Second, the provision allows any entity to non-consensually process personal data for credit-scoring. Notably, CICs are specifically licensed by the RBI to, inter alia, undertake credit-scoring. Additionally, in November 2021, the RBI amended the Credit Information Companies Regulations, 2006, to provide an avenue for entities (other than CICs) to register with any CIC, subject to the fulfilment of certain eligibility criteria, and to consequently access and process credit information for lenders. By allowing any entity to process personal data (including credit information) for credit-scoring, the Bill appears to undercut the RBI’s attempt to limit the processing of credit information to entities under its purview.

Third, the provision allows non-consensual processing of personal data for credit-scoring at any instance. A plain reading suggests that such processing may be undertaken even before the individual has expressed any intention to avail credit. Effectively, this would provide entities a free rein to pre-emptively mine troves of an individual’s personal data. Such data could then be processed for profiling the individual and behaviourally targeting them with customised advertisements for credit products. Clearly, such targeted advertising, without any intimation to the individual and without any opt-out, would militate against the individual’s right to informational self-determination. Further, as an RBI-constituted Working Group has noted, targeted advertising of credit products can promote irresponsible borrowing by individuals, leading them to debt entrapment. At scale, predatory lending enabled by targeted advertisements could perpetuate unsustainable credit and pose concerns to economic stability.

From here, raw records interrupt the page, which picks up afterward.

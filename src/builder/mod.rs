//! Builder API for ergonomic table and machine construction.
//!
//! This module provides fluent builders and macros for declaring workflows
//! with minimal boilerplate while keeping the resulting tables immutable.

pub mod error;
pub mod machine;
pub mod macros;
pub mod table;
pub mod transition;

pub use error::BuildError;
pub use machine::MachineBuilder;
pub use table::TableBuilder;
pub use transition::{TransitionBuilder, TransitionRule};

use crate::core::{Event, Guard, State};
use crate::table::Transition;

/// Create an unconditional rule.
///
/// # Example
///
/// ```
/// use flowstate::builder::{simple_transition, TableBuilder};
/// use flowstate::{event_enum, state_enum};
///
/// state_enum! {
///     enum Step { Start, End }
///     final: [End]
/// }
///
/// event_enum! {
///     enum Go { Next }
/// }
///
/// let table = TableBuilder::new()
///     .rule(simple_transition(Step::Start, Go::Next, Step::End))
///     .build()
///     .unwrap();
/// assert!(table.contains(&Step::Start, &Go::Next));
/// ```
pub fn simple_transition<S: State, E: Event>(from: S, event: E, to: S) -> TransitionRule<S, E> {
    TransitionRule {
        from,
        event,
        transition: to.into(),
    }
}

/// Create a rule with a zero-argument guard.
pub fn guarded_transition<S, E, F>(from: S, event: E, to: S, guard: F) -> TransitionRule<S, E>
where
    S: State,
    E: Event,
    F: Fn() -> bool + Send + Sync + 'static,
{
    TransitionRule {
        from,
        event,
        transition: Transition::Guarded {
            target: to,
            guard: Some(Guard::new(guard)),
            effect: None,
        },
    }
}

#[cfg(test)]
mod tests {
    use super::*;
    use crate::core::Context;
    use crate::{event_enum, state_enum};

    state_enum! {
        enum TestState {
            Start,
            Middle,
            End,
        }
        final: [End]
    }

    event_enum! {
        enum TestEvent {
            Advance,
        }
    }

    #[test]
    fn simple_transition_builds_direct_rule() {
        let rule = simple_transition(TestState::Start, TestEvent::Advance, TestState::Middle);

        assert_eq!(rule.from, TestState::Start);
        assert!(matches!(rule.transition, Transition::Direct(TestState::Middle)));
    }

    #[test]
    fn guarded_transition_respects_guard() {
        let rule =
            guarded_transition(TestState::Middle, TestEvent::Advance, TestState::End, || false);

        assert_eq!(rule.transition.target(), &TestState::End);
        assert!(!rule.transition.permits(&TestState::Middle, &Context::new()));
    }
}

Alternatives for stronger privacy-protection in credit-scoring

The above arguments demonstrate that the complete exemption from notice-and-consent for processing of personal data for credit-scoring, threatens individual rights disproportionately. Moreover, the exemption may undermine precisely the same objectives that policymakers may be attempting to fulfil via the exemption. Thus, Clause 8(8)(d) of the Bill requires serious reconsideration.

First, I contend that Clause 8(8)(d) may be deleted before the Bill is enacted into law. In view of the CIC Act, CICs and other entities authorised by the RBI under the CIC Act shall, notwithstanding the deletion of the provision, continue to be able to access and process credit information relating to individual without their consent – such processing shall remain subject to the safeguards contained in the CIC Act, including the right of the individual to obtain a copy of such credit information from the lender.

Alternatively, the provision may be suitably modified to limit the exemption from notice-and-consent to certain forms of personal data. Such personal data may be limited to ‘credit information’ (as defined under the CIC Act) or ‘financial data’ (as may be defined in the Bill before its enactment) – resultantly, the processing of such data for credit-scoring would not require compliance with notice-and-consent. The non-consensual processing of such forms of  data (as opposed to all personal data), which carry logically intuitive correlations with creditworthiness, shall arguably correspond more closely to the individual’s reasonable expectations in the context of credit-scoring. An appropriate delineation of this nature would provide transparency in processing and also minimise the scope of fallacious and/or discriminatory correlations between data-inputs and creditworthiness.

Finally, as a third alternative, Clause 8(8)(d) may be modified to empower a specialised regulatory authority to notify credit-scoring as a purpose for non-consensual processing of data, but within certain limitations. Such limitations could relate to the processing of certain forms of personal data (as suggested above) and/or to certain kinds of entities specifically authorised to undertake such processing. This position would resemble proposals under previous versions of India’s draft data protection law, i.e. the Personal Data Protection Bill, 2019 and the Personal Data Protection Bill, 2018 – both draft legislations required any exemption from notice-and-consent to be notified by regulations. Further, such notification was required to be preceded by a consideration of, inter alia, individuals’ reasonable expectations in the context of the processing. In addition to this balancing exercise, the Bill may be modified to require the regulatory authority to consult with the RBI, before notifying any exemption for credit-scoring. Such consultation would facilitate harmonisation between data protection law and sectoral regulation surrounding financial data.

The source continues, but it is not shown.